Watch out-- this post will be filled with profanity. -M

Today I received a bill for 335.40 from University Health Care. For August 23rd of last year. When I still had decent benefits through Uncle Callison (my student insurance now is sketchy enough to make me a diligent partaker of my multivitamin and hope my appendix never bursts). Surprised, both at how quickly seven months can pass, and in extreme wonderment at how, after seven months, I was being fucking billed, I called their billing office, because um hello, this I cannot afford. I already spent that money on plane tickets for wedding fun and family reunionizing!

I don't have good experience with billing-- something similar to this happened in November over treatment I'd received in May and June and finally it was determined that it was nothing more than an unfightable case of my insurance just being assholes who don't want to fucking pay to have me tested because fuck, they might actually fucking have to pay to treat me. So I was defensive when I made my call today.

This defensiveness quickly melted into hysteria (blasted "hysterical woman" stereotype! I hate being that woman!) as I was told that my former asshole insurer had denied the claim not once, but four times, and finally UHC just gave up and sent me a bill. I told poor billing guy, over and over and over, but I was covered through the end of that month. I mean, fuck, what if my appendix had burst? What if the bill was for 8,000 dollars? Clearly I was being screwed. Finally the guy conceded that my former insurer had said that they didn't recognize my ID information and that I would have to call my former insurer. I would have to do the work because people specializing in medical billing can't fucking handle it. This is our health care system-- oh just charge the patient, they can assume the costs, we don't care how we get our money as long as we get it. That fucking attitude is destroying our country. When patient care-- the whole fucking purpose of going to the doctor-- is not the priority, our country is headed down the shithole fast.

Enraged, I hung up and tore into the black hole pit of hell that constitutes my filling system. Finally-- FINALLY-- I found the letter from my former insurer stating I was indeed covered and called their asses. You know what they told me? Oh, it's because they were filing with former insurance Utah, not Washington. It means they had your prefix wrong. Three little letters on my insurance card that the billing people didn't catch. Of course our system didn't recognize you. Our records don't even show they tried making a claim, the nice girl said.

So I called UHC and the guy had his tail between his legs as I told him how his fucking system that he should understand works, and hopefully I won't get billed for it.

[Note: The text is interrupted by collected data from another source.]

use crate::circuit_breaker::CircuitBreaker;
use crate::error::{Error, Result};
use crate::retry_strategy::RetryStrategy;
use reqwest::Client;
use std::sync::Arc;
use tokio::sync::Semaphore;
use tracing::debug;

use super::config::HttpConfig;

/// Pooled HTTPS transport with status-driven retry and a circuit breaker.
///
/// Cloning is cheap and clones share the connection pool, the breaker and
/// the per-host connection limit.
#[derive(Debug, Clone)]
pub struct HttpClient {
    client: Client,
    config: HttpConfig,
    retry_strategy: RetryStrategy,
    circuit_breaker: Arc<CircuitBreaker>,
    connection_limit: Arc<Semaphore>,
}

impl HttpClient {
    /// Creates a new HTTP client with the given configuration.
    ///
    /// # Errors
    ///
    /// Returns an error if:
    /// - The configuration fails validation
    /// - The proxy URL is invalid
    /// - The TLS backend cannot be initialized
    pub fn new(config: HttpConfig) -> Result<Self> {
        let validation = config.validate()?;
        for warning in &validation.warnings {
            tracing::warn!(warning = %warning, "HTTP configuration warning");
        }

        let mut builder = Client::builder()
            .timeout(config.attempt_timeout)
            .connect_timeout(config.connect_timeout)
            .pool_max_idle_per_host(config.pool_max_idle_per_host)
            .pool_idle_timeout(config.pool_idle_timeout)
            .https_only(!config.allow_insecure_http)
            .min_tls_version(reqwest::tls::Version::TLS_1_2)
            .gzip(true)
            .user_agent(&config.user_agent);

        if let Some(proxy_config) = &config.proxy {
            let mut proxy = reqwest::Proxy::all(&proxy_config.url)
                .map_err(|e| Error::invalid_request(format!("Invalid proxy URL: {e}")))?;

            if let (Some(username), Some(password)) =
                (&proxy_config.username, &proxy_config.password)
            {
                proxy = proxy.basic_auth(username, password.expose_secret());
            }
            builder = builder.proxy(proxy);
        }

        let client = builder
            .build()
            .map_err(|e| Error::network(format!("Failed to build HTTP client: {e}")))?;

        debug!(
            max_connections_per_host = config.max_connections_per_host,
            pool_max_idle_per_host = config.pool_max_idle_per_host,
            https_only = !config.allow_insecure_http,
            "HTTP client initialized"
        );

        Ok(Self {
            client,
            retry_strategy: RetryStrategy::new(config.retry_config.clone()),
            circuit_breaker: Arc::new(CircuitBreaker::new(config.circuit_breaker.clone())),
            connection_limit: Arc::new(Semaphore::new(config.max_connections_per_host)),
            config,
        })
    }

    /// Replaces the circuit breaker, e.g. to share one across clients or to
    /// attach an event channel.
    #[must_use]
    pub fn with_circuit_breaker(mut self, circuit_breaker: Arc<CircuitBreaker>) -> Self {
        self.circuit_breaker = circuit_breaker;
        self
    }

    /// Returns the circuit breaker guarding this client.
    pub fn circuit_breaker(&self) -> &Arc<CircuitBreaker> {
        &self.circuit_breaker
    }

    /// Returns a reference to current HTTP configuration.
    pub fn config(&self) -> &HttpConfig {
        &self.config
    }

    pub(crate) fn client(&self) -> &Client {
        &self.client
    }

    pub(crate) fn retry_strategy(&self) -> &RetryStrategy {
        &self.retry_strategy
    }

    pub(crate) fn connection_limit(&self) -> &Semaphore {
        &self.connection_limit
    }
}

But here's what makes me mad. If you don't know what questions to ask-- if all you did was go to the doctor and that's all you really understand about the situation-- then the system makes you pay. The healthcare system in this country privileges not only the people who can pay for it, but also the people who know how to negotiate it, the people who can articulate their needs or concerns or problems to ensure they don't get fucked over. Honestly, this is the kind of shit that gives me heartburn, I'm choking down berry-flavored Tums like skittles right now because it gives me reflux that everything-- fucking everything in this fucking country-- seems to come back to some kind of privilege. Whether I got the job with insurance because I'm white or because I was a woman or whether that guy didn't take me seriously because I'm a woman or because my class has put me in a position to get higher education so I can have the linguistic skills to deal with the bureaucracy-- it's all dependent on some kind of privilege. And that makes me so angry because it seems to me that healthcare shouldn't be privileged. In a country with as much abundance, with such an exceptionally high standard of living, it seems to me that access to healthcare should be a right extended to all Americans. And that my friends, is why I will support a Democrat in November, because this shit can't be tolerated any longer.